▶ SUPPLIED RECORDS:
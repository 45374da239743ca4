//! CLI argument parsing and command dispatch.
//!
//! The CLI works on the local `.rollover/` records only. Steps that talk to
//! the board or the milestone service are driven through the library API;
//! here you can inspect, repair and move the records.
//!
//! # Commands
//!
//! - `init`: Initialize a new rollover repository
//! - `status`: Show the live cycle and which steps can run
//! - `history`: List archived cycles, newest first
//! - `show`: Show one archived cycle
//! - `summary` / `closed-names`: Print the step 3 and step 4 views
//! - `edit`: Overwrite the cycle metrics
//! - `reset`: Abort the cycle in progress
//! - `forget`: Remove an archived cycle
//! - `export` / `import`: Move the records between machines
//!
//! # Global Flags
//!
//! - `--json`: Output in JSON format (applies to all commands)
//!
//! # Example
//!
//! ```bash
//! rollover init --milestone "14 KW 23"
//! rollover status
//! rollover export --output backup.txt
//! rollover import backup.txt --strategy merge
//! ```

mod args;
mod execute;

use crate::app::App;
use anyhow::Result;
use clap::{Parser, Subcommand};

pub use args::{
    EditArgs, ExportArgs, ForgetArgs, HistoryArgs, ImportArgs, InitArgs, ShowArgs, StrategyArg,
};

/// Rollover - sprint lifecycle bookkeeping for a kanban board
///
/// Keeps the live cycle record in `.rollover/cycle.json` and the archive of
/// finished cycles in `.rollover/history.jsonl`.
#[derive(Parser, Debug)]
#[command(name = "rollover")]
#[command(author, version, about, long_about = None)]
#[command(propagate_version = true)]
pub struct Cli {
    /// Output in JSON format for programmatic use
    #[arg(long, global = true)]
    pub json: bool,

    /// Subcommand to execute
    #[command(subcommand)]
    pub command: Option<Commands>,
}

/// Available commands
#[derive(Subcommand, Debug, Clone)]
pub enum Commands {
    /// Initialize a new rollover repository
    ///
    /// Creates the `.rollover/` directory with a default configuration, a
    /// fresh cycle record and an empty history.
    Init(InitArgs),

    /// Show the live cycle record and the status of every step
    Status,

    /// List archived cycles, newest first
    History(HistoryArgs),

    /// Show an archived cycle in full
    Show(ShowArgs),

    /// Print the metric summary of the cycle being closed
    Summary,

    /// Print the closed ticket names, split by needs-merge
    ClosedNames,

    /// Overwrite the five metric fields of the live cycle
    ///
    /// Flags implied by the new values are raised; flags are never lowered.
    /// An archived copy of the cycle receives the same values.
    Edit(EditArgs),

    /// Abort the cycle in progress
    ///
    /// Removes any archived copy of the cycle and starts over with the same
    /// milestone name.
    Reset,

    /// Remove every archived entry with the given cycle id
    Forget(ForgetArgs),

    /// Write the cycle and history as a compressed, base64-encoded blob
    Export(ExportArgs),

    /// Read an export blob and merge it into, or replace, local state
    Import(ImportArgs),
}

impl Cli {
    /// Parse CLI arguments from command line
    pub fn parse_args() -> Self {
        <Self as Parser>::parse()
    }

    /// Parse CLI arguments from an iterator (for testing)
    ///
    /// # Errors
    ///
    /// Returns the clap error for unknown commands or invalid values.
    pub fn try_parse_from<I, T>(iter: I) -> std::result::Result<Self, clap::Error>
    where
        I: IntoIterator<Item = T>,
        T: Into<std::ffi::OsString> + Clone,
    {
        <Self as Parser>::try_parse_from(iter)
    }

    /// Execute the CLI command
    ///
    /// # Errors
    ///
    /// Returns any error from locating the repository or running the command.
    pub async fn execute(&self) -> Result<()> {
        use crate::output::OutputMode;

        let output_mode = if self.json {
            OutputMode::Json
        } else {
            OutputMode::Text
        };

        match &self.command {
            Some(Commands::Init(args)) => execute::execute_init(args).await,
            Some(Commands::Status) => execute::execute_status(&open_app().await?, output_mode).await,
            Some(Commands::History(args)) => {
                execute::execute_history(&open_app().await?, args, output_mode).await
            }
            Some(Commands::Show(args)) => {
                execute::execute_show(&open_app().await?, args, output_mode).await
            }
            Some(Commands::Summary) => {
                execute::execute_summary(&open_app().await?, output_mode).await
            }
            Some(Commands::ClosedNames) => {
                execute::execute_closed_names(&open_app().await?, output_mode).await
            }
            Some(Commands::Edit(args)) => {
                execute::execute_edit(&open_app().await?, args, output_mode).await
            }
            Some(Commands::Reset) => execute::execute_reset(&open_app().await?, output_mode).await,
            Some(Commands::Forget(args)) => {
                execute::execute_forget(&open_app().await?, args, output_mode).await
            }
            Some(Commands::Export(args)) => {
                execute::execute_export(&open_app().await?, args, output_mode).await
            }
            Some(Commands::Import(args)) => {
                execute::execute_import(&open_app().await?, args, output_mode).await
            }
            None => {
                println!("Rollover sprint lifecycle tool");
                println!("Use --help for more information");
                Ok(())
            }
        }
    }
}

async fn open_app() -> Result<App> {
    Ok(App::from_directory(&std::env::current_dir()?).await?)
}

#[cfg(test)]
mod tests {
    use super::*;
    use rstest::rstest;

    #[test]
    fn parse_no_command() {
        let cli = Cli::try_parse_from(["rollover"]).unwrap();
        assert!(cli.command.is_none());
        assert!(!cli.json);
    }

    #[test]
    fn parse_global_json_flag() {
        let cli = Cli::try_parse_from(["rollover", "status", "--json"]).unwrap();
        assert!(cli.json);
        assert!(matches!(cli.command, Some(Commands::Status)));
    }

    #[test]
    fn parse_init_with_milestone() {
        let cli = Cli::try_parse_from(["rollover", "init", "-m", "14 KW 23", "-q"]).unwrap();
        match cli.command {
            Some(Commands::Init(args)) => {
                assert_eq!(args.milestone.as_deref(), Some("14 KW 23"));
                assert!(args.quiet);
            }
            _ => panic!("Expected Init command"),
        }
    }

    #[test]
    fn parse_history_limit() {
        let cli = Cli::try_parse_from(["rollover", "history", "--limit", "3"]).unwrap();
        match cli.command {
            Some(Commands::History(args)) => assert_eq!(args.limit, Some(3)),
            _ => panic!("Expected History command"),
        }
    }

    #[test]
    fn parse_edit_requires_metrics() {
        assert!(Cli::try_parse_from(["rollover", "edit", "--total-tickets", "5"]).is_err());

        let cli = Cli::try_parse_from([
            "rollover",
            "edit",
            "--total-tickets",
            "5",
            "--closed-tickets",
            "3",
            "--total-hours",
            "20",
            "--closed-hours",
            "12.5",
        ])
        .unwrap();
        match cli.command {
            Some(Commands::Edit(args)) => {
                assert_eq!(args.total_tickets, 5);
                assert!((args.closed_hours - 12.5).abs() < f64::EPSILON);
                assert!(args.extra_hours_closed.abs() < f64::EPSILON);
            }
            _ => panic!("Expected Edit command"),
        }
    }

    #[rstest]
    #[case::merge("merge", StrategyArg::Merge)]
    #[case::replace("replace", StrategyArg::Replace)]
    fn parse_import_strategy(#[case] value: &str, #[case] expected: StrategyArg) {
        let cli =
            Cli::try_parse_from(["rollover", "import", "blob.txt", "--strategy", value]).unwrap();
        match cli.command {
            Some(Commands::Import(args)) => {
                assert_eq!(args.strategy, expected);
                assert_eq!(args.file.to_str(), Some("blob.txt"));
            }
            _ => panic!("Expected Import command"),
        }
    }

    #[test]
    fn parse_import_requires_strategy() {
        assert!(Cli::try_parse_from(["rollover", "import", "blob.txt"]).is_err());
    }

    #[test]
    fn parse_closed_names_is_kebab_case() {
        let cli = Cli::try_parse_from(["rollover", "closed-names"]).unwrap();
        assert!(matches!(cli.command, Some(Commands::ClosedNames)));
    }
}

==

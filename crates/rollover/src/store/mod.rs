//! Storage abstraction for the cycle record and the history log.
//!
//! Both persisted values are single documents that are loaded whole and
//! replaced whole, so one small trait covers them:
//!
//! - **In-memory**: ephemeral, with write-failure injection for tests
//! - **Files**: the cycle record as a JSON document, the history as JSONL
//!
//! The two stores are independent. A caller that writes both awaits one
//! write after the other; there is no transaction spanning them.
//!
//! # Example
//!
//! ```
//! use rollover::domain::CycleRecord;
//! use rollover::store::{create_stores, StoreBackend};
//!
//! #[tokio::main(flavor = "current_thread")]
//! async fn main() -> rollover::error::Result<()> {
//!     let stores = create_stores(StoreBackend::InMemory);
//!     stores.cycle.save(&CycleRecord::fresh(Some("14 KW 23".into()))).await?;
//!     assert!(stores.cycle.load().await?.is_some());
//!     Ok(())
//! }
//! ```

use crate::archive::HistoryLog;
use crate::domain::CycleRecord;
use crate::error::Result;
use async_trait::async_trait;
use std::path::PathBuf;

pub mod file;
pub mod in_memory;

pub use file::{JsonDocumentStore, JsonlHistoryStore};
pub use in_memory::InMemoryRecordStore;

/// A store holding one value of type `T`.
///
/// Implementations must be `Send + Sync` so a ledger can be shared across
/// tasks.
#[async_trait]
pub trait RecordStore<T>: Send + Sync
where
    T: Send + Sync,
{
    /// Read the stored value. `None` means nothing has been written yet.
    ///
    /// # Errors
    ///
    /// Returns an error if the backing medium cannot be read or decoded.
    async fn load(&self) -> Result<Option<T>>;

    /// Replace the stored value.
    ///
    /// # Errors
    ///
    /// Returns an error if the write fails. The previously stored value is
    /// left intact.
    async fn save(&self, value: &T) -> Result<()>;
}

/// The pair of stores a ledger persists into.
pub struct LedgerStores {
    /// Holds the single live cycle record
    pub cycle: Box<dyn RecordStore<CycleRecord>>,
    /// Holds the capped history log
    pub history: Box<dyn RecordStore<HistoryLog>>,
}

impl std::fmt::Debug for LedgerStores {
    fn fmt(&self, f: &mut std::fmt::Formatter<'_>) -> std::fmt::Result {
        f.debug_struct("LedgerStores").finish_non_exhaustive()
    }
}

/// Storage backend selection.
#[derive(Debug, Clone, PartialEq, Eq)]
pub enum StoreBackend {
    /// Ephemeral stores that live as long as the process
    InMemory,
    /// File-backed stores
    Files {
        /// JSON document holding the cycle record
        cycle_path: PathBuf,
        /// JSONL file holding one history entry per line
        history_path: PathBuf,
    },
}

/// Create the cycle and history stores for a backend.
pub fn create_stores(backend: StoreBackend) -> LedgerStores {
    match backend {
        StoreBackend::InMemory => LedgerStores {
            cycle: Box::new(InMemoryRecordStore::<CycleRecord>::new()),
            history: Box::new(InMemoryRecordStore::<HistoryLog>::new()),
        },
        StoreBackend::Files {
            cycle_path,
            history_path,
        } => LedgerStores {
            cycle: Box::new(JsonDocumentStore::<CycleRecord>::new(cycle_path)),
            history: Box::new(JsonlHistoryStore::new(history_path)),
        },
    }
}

...

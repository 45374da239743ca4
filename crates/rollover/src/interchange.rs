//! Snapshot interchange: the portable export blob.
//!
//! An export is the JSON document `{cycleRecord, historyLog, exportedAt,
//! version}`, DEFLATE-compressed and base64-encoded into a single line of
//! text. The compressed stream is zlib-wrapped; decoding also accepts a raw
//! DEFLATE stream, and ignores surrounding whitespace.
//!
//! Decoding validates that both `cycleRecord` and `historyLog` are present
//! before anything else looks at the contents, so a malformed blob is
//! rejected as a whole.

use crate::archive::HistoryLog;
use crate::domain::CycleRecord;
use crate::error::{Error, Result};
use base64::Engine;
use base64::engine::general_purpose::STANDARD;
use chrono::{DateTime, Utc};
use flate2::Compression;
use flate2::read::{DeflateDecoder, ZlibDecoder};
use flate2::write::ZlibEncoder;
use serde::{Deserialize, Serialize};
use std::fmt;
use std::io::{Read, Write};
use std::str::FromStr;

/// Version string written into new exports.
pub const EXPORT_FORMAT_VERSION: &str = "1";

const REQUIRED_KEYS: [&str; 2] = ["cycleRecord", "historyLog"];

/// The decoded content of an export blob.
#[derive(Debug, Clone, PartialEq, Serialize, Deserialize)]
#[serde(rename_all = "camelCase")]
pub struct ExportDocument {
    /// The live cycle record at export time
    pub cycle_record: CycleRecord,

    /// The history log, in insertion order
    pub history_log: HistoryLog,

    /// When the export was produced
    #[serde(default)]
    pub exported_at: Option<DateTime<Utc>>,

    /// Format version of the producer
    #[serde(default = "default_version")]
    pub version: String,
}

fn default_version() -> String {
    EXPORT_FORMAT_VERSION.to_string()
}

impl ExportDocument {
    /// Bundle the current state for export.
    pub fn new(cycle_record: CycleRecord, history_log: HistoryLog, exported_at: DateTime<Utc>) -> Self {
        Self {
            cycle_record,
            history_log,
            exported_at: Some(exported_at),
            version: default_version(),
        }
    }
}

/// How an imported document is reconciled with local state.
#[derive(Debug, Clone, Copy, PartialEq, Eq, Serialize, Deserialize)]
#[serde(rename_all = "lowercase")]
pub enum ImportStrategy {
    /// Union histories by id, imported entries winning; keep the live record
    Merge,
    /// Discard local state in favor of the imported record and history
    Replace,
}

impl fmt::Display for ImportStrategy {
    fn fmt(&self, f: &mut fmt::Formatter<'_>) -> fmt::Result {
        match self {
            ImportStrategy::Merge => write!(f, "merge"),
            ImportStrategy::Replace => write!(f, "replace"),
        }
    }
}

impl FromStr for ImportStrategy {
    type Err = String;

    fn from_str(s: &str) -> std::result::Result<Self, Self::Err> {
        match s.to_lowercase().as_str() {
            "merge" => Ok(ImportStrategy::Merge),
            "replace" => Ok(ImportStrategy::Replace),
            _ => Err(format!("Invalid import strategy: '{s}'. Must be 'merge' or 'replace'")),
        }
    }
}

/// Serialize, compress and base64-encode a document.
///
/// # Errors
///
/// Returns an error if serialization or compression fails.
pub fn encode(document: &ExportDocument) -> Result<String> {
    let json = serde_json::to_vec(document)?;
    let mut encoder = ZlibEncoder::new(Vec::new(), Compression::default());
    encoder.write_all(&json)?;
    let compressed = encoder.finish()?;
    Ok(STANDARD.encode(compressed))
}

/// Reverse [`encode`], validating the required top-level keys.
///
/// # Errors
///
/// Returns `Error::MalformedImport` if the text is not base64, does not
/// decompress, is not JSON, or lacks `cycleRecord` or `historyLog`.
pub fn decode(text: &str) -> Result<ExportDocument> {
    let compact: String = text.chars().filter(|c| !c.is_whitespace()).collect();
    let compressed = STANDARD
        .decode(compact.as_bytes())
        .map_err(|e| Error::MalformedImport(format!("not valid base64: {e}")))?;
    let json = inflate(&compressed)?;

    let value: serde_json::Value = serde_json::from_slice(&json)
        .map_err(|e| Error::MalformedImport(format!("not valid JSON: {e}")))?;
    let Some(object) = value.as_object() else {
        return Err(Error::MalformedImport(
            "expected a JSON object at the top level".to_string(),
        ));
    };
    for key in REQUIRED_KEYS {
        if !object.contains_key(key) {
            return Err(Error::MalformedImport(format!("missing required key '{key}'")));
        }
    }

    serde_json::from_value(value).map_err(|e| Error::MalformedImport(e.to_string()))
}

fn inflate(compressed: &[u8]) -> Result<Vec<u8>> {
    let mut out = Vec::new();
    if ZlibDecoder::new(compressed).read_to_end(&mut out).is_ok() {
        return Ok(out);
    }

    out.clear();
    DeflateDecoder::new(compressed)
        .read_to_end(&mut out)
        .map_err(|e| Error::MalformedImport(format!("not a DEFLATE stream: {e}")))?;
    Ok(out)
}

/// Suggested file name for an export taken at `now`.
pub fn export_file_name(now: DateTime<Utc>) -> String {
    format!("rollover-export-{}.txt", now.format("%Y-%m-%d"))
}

▶ YOUR ASSIGNMENT: All lines in the listing above from the line containing "assert!((args.closed_hours - 12.5).abs()" to the line containing "assert_eq!(args.strategy, expected);", inclusive, should be retyped exactly; no other lines should appear.

▶ TASK OUTPUT:
                assert!((args.closed_hours - 12.5).abs() < f64::EPSILON);
                assert!(args.extra_hours_closed.abs() < f64::EPSILON);
            }
            _ => panic!("Expected Edit command"),
        }
    }

    #[rstest]
    #[case::merge("merge", StrategyArg::Merge)]
    #[case::replace("replace", StrategyArg::Replace)]
    fn parse_import_strategy(#[case] value: &str, #[case] expected: StrategyArg) {
        let cli =
            Cli::try_parse_from(["rollover", "import", "blob.txt", "--strategy", value]).unwrap();
        match cli.command {
            Some(Commands::Import(args)) => {
                assert_eq!(args.strategy, expected);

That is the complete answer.